The irony of the broadcast is that the one man who should have been the host that night wasn't there. He was in England and couldn't get back in time, so Bob Hope missed what might have been the biggest show of his career. Bing Crosby hosted the "Victory Extra."

It's impossible to describe the emotion running through the crowd in Los Angeles that night. You just have to hear the broadcast (which is available on an MP3 disc through OTRCAT.com, as well as some other places). The war had ended so abruptly that the reality of the moment hadn't caught up with them yet -- you can tell that they can't believe it's really happening. They sound giddy. Crosby and Sinatra do a comedy bit together, and Sinatra gets so carried away by emotion that, after he sings "The House I Live In," he kisses Bing Crosby on stage -- and the crowd goes crazy. Crosby's deadpan reply is priceless: "I won't wash my face for days."
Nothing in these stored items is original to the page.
fn recombinations(
    trees: &LocalTrees,
    model: &ArgModel,
    path: &[i32],
    internal: bool,
    mut choose: impl FnMut(&[f64]) -> Result<usize>,
) -> Result<Vec<(usize, NodePoint)>> {
    let start_coord = trees.start_coord;
    let ntimes = model.ntimes;
    let mut out = Vec::new();

    let mut pos = start_coord;
    for (b, block) in trees.blocks.iter().enumerate() {
        let states = get_coal_states(&block.tree, ntimes, internal);
        let lineages = LineageCounts::count(&block.tree, ntimes, internal);
        let minage = block_minage(trees, b, ntimes, internal);

        // interior positions, plus an unswitched boundary into this block
        let first = if b > 0 && block.spr.is_none() {
            pos
        } else {
            pos + 1
        };
        for i in first..pos + block.blocklen {
            let prev = path[i - 1 - start_coord];
            let cur = path[i - start_coord];
            if prev == cur || states.is_empty() {
                continue;
            }
            let a = states[prev as usize].time;
            let bt = states[cur as usize].time;
            let rmax = a.min(bt);
            if rmax < minage {
                bail!("path changes state below minage at position {i}");
            }
            let weights: Vec<f64> = (minage..=rmax)
                .map(|r| {
                    let seg = (r as usize).min(ntimes - 2);
                    (lineages.nbranches[seg] as f64 + 1.0)
                        * model.coal_interval(r as usize).max(model.mintime)
                })
                .collect();
            let r = minage + choose(&weights)? as i32;
            out.push((i, NodePoint { node: -1, time: r }));
        }
        pos += block.blocklen;
    }
    Ok(out)
}

/// Sample one recombination point for every within-block state change of
/// the path. Breakpoints the ARG already carries are not re-sampled.
pub fn sample_recombinations(
    trees: &LocalTrees,
    model: &ArgModel,
    path: &[i32],
    internal: bool,
    rng: &mut SmallRng,
) -> Result<Vec<(usize, NodePoint)>> {
    recombinations(trees, model, path, internal, |weights| {
        sample_index(weights, rng)
    })
}

/// Deterministic variant: take the highest-weight recombination time.
pub fn max_recombinations(
    trees: &LocalTrees,
    model: &ArgModel,
    path: &[i32],
    internal: bool,
) -> Result<Vec<(usize, NodePoint)>> {
    recombinations(trees, model, path, internal, |weights| {
        let mut maxi = 0;
        for i in 1..weights.len() {
            if weights[i] > weights[maxi] {
                maxi = i;
            }
        }
        Ok(maxi)
    })
}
They had so many stars who wanted to be a part of the broadcast they didn't know what to do with them all, so at one point they just had a parade of movie and radio stars come up to the mike, identify themselves, and say just a sentence or two. With the benefit of hindsight it's unbearably poignant to hear these glamorous stars, voices filled with emotion, saying things like: "The world's rejoicing tonight. We've built a victory -- now we can build a peace!"

And then someone steps up to the microphone who wasn't a movie star, but who at that moment might have seemed bigger than all the stars put together.
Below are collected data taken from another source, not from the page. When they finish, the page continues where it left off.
use anyhow::{Result, bail};

use crate::io::params::{ArgParamsFile, save_params};

/// Fraction of the first time step used as the branch-length floor.
const MINTIME_FRAC: f64 = 0.1;

/// Demographic and mutation model shared by every stage of threading.
///
/// Times are a strictly increasing grid; node ages index into it. `mintime`
/// floors every branch length so that zero-length branches cannot produce
/// degenerate substitution probabilities.
#[derive(Debug, Clone)]
pub struct ArgModel {
    pub ntimes: usize,
    pub times: Vec<f64>,
    pub popsizes: Vec<f64>,
    pub rho: f64,
    pub mu: f64,
    pub mintime: f64,
}

impl ArgModel {
    /// Build a model over an exponentially spaced time grid, the standard
    /// discretization for coalescent HMMs: fine near the present, coarse in
    /// the deep past.
    pub fn new(
        ntimes: usize,
        maxtime: f64,
        delta: f64,
        popsize: f64,
        rho: f64,
        mu: f64,
    ) -> Result<Self> {
        if ntimes < 2 {
            bail!("ntimes must be >= 2, got {ntimes}");
        }
        if !(maxtime > 0.0) || !(delta > 0.0) {
            bail!("maxtime and delta must be > 0");
        }
        let scale = (1.0 + delta * maxtime).ln() / (ntimes - 1) as f64;
        let times: Vec<f64> = (0..ntimes)
            .map(|i| ((scale * i as f64).exp() - 1.0) / delta)
            .collect();
        Self::from_times(times, vec![popsize; ntimes], rho, mu)
    }

    /// Build a model from an explicit time grid.
    pub fn from_times(times: Vec<f64>, popsizes: Vec<f64>, rho: f64, mu: f64) -> Result<Self> {
        let ntimes = times.len();
        if ntimes < 2 {
            bail!("time grid must have at least 2 points, got {ntimes}");
        }
        for w in times.windows(2) {
            if !(w[1] > w[0]) {
                bail!("time grid must be strictly increasing ({} !< {})", w[0], w[1]);
            }
        }
        if popsizes.len() != ntimes {
            bail!(
                "popsizes length {} does not match ntimes {}",
                popsizes.len(),
                ntimes
            );
        }
        for (k, n) in popsizes.iter().enumerate() {
            if !(*n > 0.0) {
                bail!("popsize at time {k} must be > 0, got {n}");
            }
        }
        if !(rho >= 0.0) || !(mu >= 0.0) {
            bail!("rho and mu must be >= 0");
        }
        let mintime = MINTIME_FRAC * times[1];
        Ok(Self {
            ntimes,
            times,
            popsizes,
            rho,
            mu,
            mintime,
        })
    }

    /// Sentinel age given to the root of a partial tree whose threading
    /// branch has been removed. Always greater than any real grid age.
    pub fn removed_root_time(&self) -> i32 {
        self.ntimes as i32 + 1
    }

    /// Model applying at a genomic coordinate. Mutation and recombination
    /// maps are uniform here, so every position sees the same parameters.
    pub fn local_model(&self, _pos: usize) -> &ArgModel {
        self
    }

    /// Grid time for an age index, clamping sentinel ages to the top level.
    pub fn time_at(&self, age: i32) -> f64 {
        let idx = (age.max(0) as usize).min(self.ntimes - 1);
        self.times[idx]
    }

    /// Width of the coalescence interval starting at level `t`.
    pub fn coal_interval(&self, t: usize) -> f64 {
        if t + 1 < self.ntimes {
            self.times[t + 1] - self.times[t]
        } else {
            self.times[self.ntimes - 1] - self.times[self.ntimes - 2]
        }
    }

    pub fn save_params(&self, path: &std::path::Path) -> Result<()> {
        let params = ArgParamsFile {
            times: self.times.clone(),
            popsizes: self.popsizes.clone(),
            rho: self.rho,
            mu: self.mu,
        };
        save_params(path, &params)
    }
}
Most young people have no idea who Bill Mauldin was, but during World War II, and for many years to come, he was one of the most important voices of his time. Mauldin was the first man to win the Pulitzer Prize for cartoons (the youngest person ever to win it at that time), and if you want to know what it was really like to fight World War II, all you have to do is look at the cartoons of Bill Mauldin. His soldiers aren't the larger-than-life "greatest generation" heroes that people like Tom Brokaw would have you believe fought that war. His dogfaces are dirty, smelly, and doing an unpleasant job any way they can so they go home. One of my favorite Mauldin cartoons shows Willie (one of his two most famous characters, Willie and Joe), standing in front of a medic's table. The medic has a medal out in front of him and Willie says, "Just gimme a coupla aspirin. I already got a Purple Heart."

Mauldin's cartoons in "Stars and Stripes" were so squalid, and depicted American GIs is such a realistic manner (bitching about officers, using profanity and knowing that dry socks are more important than almost anything else with the possible exception of alcohol), that no less than General George Patton wanted him fired, because he thought Mauldin's cartoons were bad for morale. General Eisenhower refused to allow it, because the soldiers in the field loved Mauldin's cartoons for the same reason that Patton hated them -- they told the truth about what a filthy, disgusting job fighting a war really is. All Willie and Joe want to do is grab the nearest bottle of booze and get as drunk as they can, and they're just praying that one day they'll be able to come home.

So when Bill Mauldin came to the microphone that August night, he didn't mince words. He knew exactly what every serviceman in that theater in Los Angeles, or listening by shortwave all over the world, wanted to hear about what the most famous fictional characters of the war were doing to celebrate America's victory.

"This is Bill Mauldin, gents," he begins. "Joe and Willie are tying one on tonight..."

He keeps talking, but you can't hear what he's saying over the noise of the crowd. They're laughing, screaming, cheering -- and some, I suspect, are crying as well. Because they know what that means. If Joe and Willie can go out and get stinking, shit-faced drunk, then the fighting really is over and the world is at peace. It's a beautiful moment in an amazing broadcast.

That was 61 years ago this week. And in January of 2007, sometime around the 23rd if my amateur calculations are correct, we will have been in Iraq longer than we fought World War II.

And there isn't going to be any "Victory Extra" broadcast when this war is over.